[Work request] Copy out each line of the entries below in which the string "Clone" appears.

[Extracted records]
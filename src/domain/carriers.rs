//! Carrier domain types

use chrono::{DateTime, Utc};
use serde::{Deserialize, Serialize};
use uuid::Uuid;
use validator::Validate;

#[derive(Debug, Clone, Serialize, Deserialize, sqlx::FromRow)]
pub struct CarrierResponse {
    pub id: Uuid,
    pub name: String,
    pub contact_name: Option<String>,
    pub phone: Option<String>,
    pub email: Option<String>,
    pub refrigerated: bool,
    pub active: bool,
    pub created_at: DateTime<Utc>,
    pub updated_at: DateTime<Utc>,
}

#[derive(Debug, Clone, Deserialize, Validate)]
pub struct CreateCarrierRequest {
    #[validate(length(min = 1, max = 200))]
    pub name: String,
    #[serde(default)]
    pub contact_name: Option<String>,
    #[serde(default)]
    pub phone: Option<String>,
    #[serde(default)]
    #[validate(email)]
    pub email: Option<String>,
    #[serde(default)]
    pub refrigerated: bool,
}

#[derive(Debug, Clone, Deserialize, Validate)]
pub struct UpdateCarrierRequest {
    #[serde(default)]
    #[validate(length(min = 1, max = 200))]
    pub name: Option<String>,
    #[serde(default)]
    pub contact_name: Option<String>,
    #[serde(default)]
    pub phone: Option<String>,
    #[serde(default)]
    #[validate(email)]
    pub email: Option<String>,
    #[serde(default)]
    pub refrigerated: Option<bool>,
    #[serde(default)]
    pub active: Option<bool>,
}

#[derive(Debug, Clone, Deserialize, Default)]
pub struct CarrierQuery {
    pub page: Option<u32>,
    pub per_page: Option<u32>,
    pub search: Option<String>,
    pub active: Option<bool>,
}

[Solution for this task]
#[derive(Debug, Clone, Serialize, Deserialize, sqlx::FromRow)]
#[derive(Debug, Clone, Deserialize, Validate)]
#[derive(Debug, Clone, Deserialize, Validate)]
#[derive(Debug, Clone, Deserialize, Default)]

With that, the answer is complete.